C’était dangereux de s’exposer ainsi au bon vouloir d’un enfant mais, présentement, il n’avait pas vraiment le choix. Et il serait toujours temps de s’en débarrasser plus tard … Ou de l’engager. L’idée avait quelque chose d’intéressant. Qui soupçonnerait un enfant ? Qui oserait tuer ou torturer un bambin sur la place publique ? Et, si le Conseil osait, quelle merveilleuse façon de les discrédité ! Une armée d’enfants des rues, formidables messagers, discrets parce qu’exposés en plein jour, rapide, pouvant aisément se cacher …
Le départ brusque de Korrigan vers la grande rue tira Lance de sa rêverie. Il en parlerait à Eléni … S’ils arrivaient à la sortir de là. Ses poings se refermèrent mais il refusa de laisser son cœur se serrer.

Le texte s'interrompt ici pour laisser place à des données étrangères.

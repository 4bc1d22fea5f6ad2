//! visage - layered SVG avatar composer
//!
//! Builds avatars from independently authored SVG part files served by a
//! parts repository. Each category (hair, eyes, nose, ...) has an ordered
//! circular variant list; a session keeps a bounded per-category cache of
//! parsed parts, preloads neighbors around the current selection, keeps
//! the back-hair selection aligned to the hair selection, and composes
//! the active parts into one attributed SVG document for PNG/SVG export.

// Core engine (cache, preload, alignment, session, workers)
pub mod core;

// App modules
pub mod cli;
pub mod compose;
pub mod config;
pub mod entities;
pub mod error;
pub mod export;
pub mod fetch;
pub mod permalink;
pub mod runner;
pub mod svg;

// Re-export commonly used types
pub use config::Settings;
pub use core::align::AlignmentTable;
pub use core::cache::PartStore;
pub use core::session::{Session, SessionEvent};
pub use entities::{Category, Palette, Part, PartLayer, PartStatus, VariantDescriptor};
pub use error::VisageError;
pub use fetch::{DirSource, HttpSource, PartSource};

Il reporta son attention sur Elenor qui s’éloignait, fixant son regard sur sa démarche assurée alors qu’elle s’approchait de l’entrée. Il n’entendait pas clairement ce qu’elle disait de sa cachette mais il se savait suffisamment proche pour que ses carreaux touchent leur cible. Durant ses entraînements, il n’avait pas négligé de s’entraîner au tir et, s’il n’avait pas le talent nécessaire pour toucher une mouche à 600 pieds de distance et en pleine nuit, il s’en tirait tout de même honorablement.

Elenor lui fit un signe, elle était passé. Il traversa la place d’un pas vif, le dos droit, l’allure élégante et ses armes soigneusement camouflées. Quitte à être voyant, autant le faire avec classe …
Il ne demanda rien à son bras armé, sa confiance en elle était totale.
Ils pénétrèrent dans la prison, restant toutefois prudents et discrets. Si certains soldats semblaient se souvenir de ce qu’il devait à la Jagharii, il ne devait pas en être de même pour tous …
Korrigan ne s’était pas manifesté, ce qui était sans doute bon signe. Pour l’instant, tout se déroulait comme prévu. Pour l’instant …

Ils suivirent leur guide en silence, l’œil et l’oreille aux aguets. Enfin, un dernier tournant, un escalier et ils arrivèrent. L’homme ne savait pas exactement où était Eléni, mais c’était forcément dans cette aile.

Devant eux, un couloir flanqué de chaque côté d’une rangée de cellule dont une discrète ouverture sur la porte, bardée de barreaux permettait de laisser voir l’intérieur.
Elenor prit un côté, il se chargea de l’autre.
« Là. »
Il stoppa net en entendant la voix d’Elenor et la rejoignit en courant.
A travers les barres de métal, il aperçut la forme disloquée d’une femme enchaînée.
Malgré son visage décomposé, il reconnut Cybel Karnimacii. Autrement dit, Eléni. Il lui fallut tout de même quelques secondes pour faire le rapprochement, tant il était étonné de voir l’épouse de son pire ennemi en ces lieux. Il espérait ne pas avoir à croiser le Conseiller ; il se sentait parfaitement capable de faire une erreur …

Eléni
La pensée devint murmure et elle leva la tête. Son regard étincela. Soulagement, espoir.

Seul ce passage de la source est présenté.